Record extracts:
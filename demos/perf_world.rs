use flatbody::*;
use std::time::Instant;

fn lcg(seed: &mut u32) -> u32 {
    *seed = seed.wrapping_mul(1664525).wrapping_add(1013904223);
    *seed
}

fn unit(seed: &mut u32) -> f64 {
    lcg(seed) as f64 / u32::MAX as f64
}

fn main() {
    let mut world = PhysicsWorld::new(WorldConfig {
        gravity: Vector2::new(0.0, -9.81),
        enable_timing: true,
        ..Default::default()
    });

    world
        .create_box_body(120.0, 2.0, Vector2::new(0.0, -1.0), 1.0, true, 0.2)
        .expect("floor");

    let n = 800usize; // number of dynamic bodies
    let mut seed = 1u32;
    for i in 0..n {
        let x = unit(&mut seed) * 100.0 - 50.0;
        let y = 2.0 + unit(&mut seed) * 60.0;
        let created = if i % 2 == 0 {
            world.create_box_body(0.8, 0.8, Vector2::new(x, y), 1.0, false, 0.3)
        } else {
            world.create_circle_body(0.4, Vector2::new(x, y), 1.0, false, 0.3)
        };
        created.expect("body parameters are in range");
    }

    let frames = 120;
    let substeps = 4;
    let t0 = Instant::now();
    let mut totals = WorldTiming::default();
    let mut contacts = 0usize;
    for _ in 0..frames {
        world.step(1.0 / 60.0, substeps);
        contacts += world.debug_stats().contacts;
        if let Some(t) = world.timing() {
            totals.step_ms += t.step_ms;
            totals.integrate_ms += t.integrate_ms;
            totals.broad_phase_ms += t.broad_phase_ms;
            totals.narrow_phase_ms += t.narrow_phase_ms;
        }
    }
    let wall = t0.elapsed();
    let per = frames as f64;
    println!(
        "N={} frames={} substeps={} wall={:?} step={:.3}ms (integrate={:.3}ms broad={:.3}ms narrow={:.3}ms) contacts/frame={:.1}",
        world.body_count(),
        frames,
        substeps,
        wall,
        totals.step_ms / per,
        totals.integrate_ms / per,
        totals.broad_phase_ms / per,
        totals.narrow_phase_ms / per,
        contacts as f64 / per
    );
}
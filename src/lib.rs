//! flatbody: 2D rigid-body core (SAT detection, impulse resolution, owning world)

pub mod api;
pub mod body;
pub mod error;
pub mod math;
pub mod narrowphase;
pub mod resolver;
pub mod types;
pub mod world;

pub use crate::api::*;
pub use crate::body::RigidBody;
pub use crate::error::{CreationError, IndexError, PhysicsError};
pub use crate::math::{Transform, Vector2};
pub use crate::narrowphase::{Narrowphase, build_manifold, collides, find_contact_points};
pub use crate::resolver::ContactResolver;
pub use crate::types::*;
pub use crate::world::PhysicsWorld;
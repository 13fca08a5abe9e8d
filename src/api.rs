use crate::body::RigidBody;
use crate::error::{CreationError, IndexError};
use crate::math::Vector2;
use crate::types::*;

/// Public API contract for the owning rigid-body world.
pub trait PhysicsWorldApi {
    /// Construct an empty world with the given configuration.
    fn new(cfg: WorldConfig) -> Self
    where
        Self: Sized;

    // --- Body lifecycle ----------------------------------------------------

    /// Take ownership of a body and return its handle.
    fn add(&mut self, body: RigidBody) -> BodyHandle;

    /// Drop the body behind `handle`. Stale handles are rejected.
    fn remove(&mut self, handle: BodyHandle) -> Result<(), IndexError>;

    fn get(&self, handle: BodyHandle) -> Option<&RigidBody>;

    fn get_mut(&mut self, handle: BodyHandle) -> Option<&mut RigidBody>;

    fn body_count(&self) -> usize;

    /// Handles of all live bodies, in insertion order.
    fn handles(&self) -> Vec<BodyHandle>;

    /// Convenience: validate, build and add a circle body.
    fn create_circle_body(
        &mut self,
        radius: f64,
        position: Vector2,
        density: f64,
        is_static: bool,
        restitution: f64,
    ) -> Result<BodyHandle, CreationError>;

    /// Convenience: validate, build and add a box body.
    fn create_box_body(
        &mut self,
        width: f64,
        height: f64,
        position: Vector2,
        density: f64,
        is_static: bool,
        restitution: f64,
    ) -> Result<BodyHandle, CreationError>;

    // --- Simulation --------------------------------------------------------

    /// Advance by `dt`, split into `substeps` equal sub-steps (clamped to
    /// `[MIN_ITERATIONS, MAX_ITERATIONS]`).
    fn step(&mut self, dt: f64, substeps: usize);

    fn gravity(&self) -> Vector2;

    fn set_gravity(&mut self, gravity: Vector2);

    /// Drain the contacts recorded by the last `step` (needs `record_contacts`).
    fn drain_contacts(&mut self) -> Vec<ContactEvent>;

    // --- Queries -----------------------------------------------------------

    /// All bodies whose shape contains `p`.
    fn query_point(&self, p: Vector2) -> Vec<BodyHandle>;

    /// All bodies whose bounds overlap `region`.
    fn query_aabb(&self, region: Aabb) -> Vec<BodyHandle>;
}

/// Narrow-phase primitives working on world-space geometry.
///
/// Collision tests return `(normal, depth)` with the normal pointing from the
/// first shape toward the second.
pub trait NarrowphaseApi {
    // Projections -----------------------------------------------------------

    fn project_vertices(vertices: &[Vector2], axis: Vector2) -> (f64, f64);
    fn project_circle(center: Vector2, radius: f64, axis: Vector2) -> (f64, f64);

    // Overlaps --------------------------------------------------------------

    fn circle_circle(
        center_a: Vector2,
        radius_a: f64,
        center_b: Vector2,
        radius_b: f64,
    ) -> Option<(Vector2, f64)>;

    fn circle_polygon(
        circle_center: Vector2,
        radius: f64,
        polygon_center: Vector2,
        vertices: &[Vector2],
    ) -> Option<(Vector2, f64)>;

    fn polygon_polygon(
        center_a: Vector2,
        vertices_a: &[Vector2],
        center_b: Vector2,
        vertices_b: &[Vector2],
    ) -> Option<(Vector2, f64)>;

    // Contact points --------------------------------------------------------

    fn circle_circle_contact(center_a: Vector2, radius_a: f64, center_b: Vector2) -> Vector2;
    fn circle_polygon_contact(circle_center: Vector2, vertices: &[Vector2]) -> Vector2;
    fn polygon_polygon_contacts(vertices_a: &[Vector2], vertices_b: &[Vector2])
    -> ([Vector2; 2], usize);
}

What needs to be done: Copy out the material above in full.

Answer section:
filename demos/perf_world.rs
use flatbody::*;
use std::time::Instant;

fn lcg(seed: &mut u32) -> u32 {
    *seed = seed.wrapping_mul(1664525).wrapping_add(1013904223);
    *seed
}

fn unit(seed: &mut u32) -> f64 {
    lcg(seed) as f64 / u32::MAX as f64
}

fn main() {
    let mut world = PhysicsWorld::new(WorldConfig {
        gravity: Vector2::new(0.0, -9.81),
        enable_timing: true,
        ..Default::default()
    });

    world
        .create_box_body(120.0, 2.0, Vector2::new(0.0, -1.0), 1.0, true, 0.2)
        .expect("floor");

    let n = 800usize; // number of dynamic bodies
    let mut seed = 1u32;
    for i in 0..n {
        let x = unit(&mut seed) * 100.0 - 50.0;
        let y = 2.0 + unit(&mut seed) * 60.0;
        let created = if i % 2 == 0 {
            world.create_box_body(0.8, 0.8, Vector2::new(x, y), 1.0, false, 0.3)
        } else {
            world.create_circle_body(0.4, Vector2::new(x, y), 1.0, false, 0.3)
        };
        created.expect("body parameters are in range");
    }

    let frames = 120;
    let substeps = 4;
    let t0 = Instant::now();
    let mut totals = WorldTiming::default();
    let mut contacts = 0usize;
    for _ in 0..frames {
        world.step(1.0 / 60.0, substeps);
        contacts += world.debug_stats().contacts;
        if let Some(t) = world.timing() {
            totals.step_ms += t.step_ms;
            totals.integrate_ms += t.integrate_ms;
            totals.broad_phase_ms += t.broad_phase_ms;
            totals.narrow_phase_ms += t.narrow_phase_ms;
        }
    }
    let wall = t0.elapsed();
    let per = frames as f64;
    println!(
        "N={} frames={} substeps={} wall={:?} step={:.3}ms (integrate={:.3}ms broad={:.3}ms narrow={:.3}ms) contacts/frame={:.1}",
        world.body_count(),
        frames,
        substeps,
        wall,
        totals.step_ms / per,
        totals.integrate_ms / per,
        totals.broad_phase_ms / per,
        totals.narrow_phase_ms / per,
        contacts as f64 / per
    );
}
filename src/lib.rs
//! flatbody: 2D rigid-body core (SAT detection, impulse resolution, owning world)

pub mod api;
pub mod body;
pub mod error;
pub mod math;
pub mod narrowphase;
pub mod resolver;
pub mod types;
pub mod world;

pub use crate::api::*;
pub use crate::body::RigidBody;
pub use crate::error::{CreationError, IndexError, PhysicsError};
pub use crate::math::{Transform, Vector2};
pub use crate::narrowphase::{Narrowphase, build_manifold, collides, find_contact_points};
pub use crate::resolver::ContactResolver;
pub use crate::types::*;
pub use crate::world::PhysicsWorld;
repository 13fca08a5abe9e8d
filename src/api.rs
use crate::body::RigidBody;
use crate::error::{CreationError, IndexError};
use crate::math::Vector2;
use crate::types::*;

/// Public API contract for the owning rigid-body world.
pub trait PhysicsWorldApi {
    /// Construct an empty world with the given configuration.
    fn new(cfg: WorldConfig) -> Self
    where
        Self: Sized;

    // --- Body lifecycle ----------------------------------------------------

    /// Take ownership of a body and return its handle.
    fn add(&mut self, body: RigidBody) -> BodyHandle;

    /// Drop the body behind `handle`. Stale handles are rejected.
    fn remove(&mut self, handle: BodyHandle) -> Result<(), IndexError>;

    fn get(&self, handle: BodyHandle) -> Option<&RigidBody>;

    fn get_mut(&mut self, handle: BodyHandle) -> Option<&mut RigidBody>;

    fn body_count(&self) -> usize;

    /// Handles of all live bodies, in insertion order.
    fn handles(&self) -> Vec<BodyHandle>;

    /// Convenience: validate, build and add a circle body.
    fn create_circle_body(
        &mut self,
        radius: f64,
        position: Vector2,
        density: f64,
        is_static: bool,
        restitution: f64,
    ) -> Result<BodyHandle, CreationError>;

    /// Convenience: validate, build and add a box body.
    fn create_box_body(
        &mut self,
        width: f64,
        height: f64,
        position: Vector2,
        density: f64,
        is_static: bool,
        restitution: f64,
    ) -> Result<BodyHandle, CreationError>;

    // --- Simulation --------------------------------------------------------

    /// Advance by `dt`, split into `substeps` equal sub-steps (clamped to
    /// `[MIN_ITERATIONS, MAX_ITERATIONS]`).
    fn step(&mut self, dt: f64, substeps: usize);

    fn gravity(&self) -> Vector2;

    fn set_gravity(&mut self, gravity: Vector2);

    /// Drain the contacts recorded by the last `step` (needs `record_contacts`).
    fn drain_contacts(&mut self) -> Vec<ContactEvent>;

    // --- Queries -----------------------------------------------------------

    /// All bodies whose shape contains `p`.
    fn query_point(&self, p: Vector2) -> Vec<BodyHandle>;

    /// All bodies whose bounds overlap `region`.
    fn query_aabb(&self, region: Aabb) -> Vec<BodyHandle>;
}

/// Narrow-phase primitives working on world-space geometry.
///
/// Collision tests return `(normal, depth)` with the normal pointing from the
/// first shape toward the second.
pub trait NarrowphaseApi {
    // Projections -----------------------------------------------------------

    fn project_vertices(vertices: &[Vector2], axis: Vector2) -> (f64, f64);
    fn project_circle(center: Vector2, radius: f64, axis: Vector2) -> (f64, f64);

    // Overlaps --------------------------------------------------------------

    fn circle_circle(
        center_a: Vector2,
        radius_a: f64,
        center_b: Vector2,
        radius_b: f64,
    ) -> Option<(Vector2, f64)>;

    fn circle_polygon(
        circle_center: Vector2,
        radius: f64,
        polygon_center: Vector2,
        vertices: &[Vector2],
    ) -> Option<(Vector2, f64)>;

    fn polygon_polygon(
        center_a: Vector2,
        vertices_a: &[Vector2],
        center_b: Vector2,
        vertices_b: &[Vector2],
    ) -> Option<(Vector2, f64)>;

    // Contact points --------------------------------------------------------

    fn circle_circle_contact(center_a: Vector2, radius_a: f64, center_b: Vector2) -> Vector2;
    fn circle_polygon_contact(circle_center: Vector2, vertices: &[Vector2]) -> Vector2;
    fn polygon_polygon_contacts(vertices_a: &[Vector2], vertices_b: &[Vector2])
    -> ([Vector2; 2], usize);
}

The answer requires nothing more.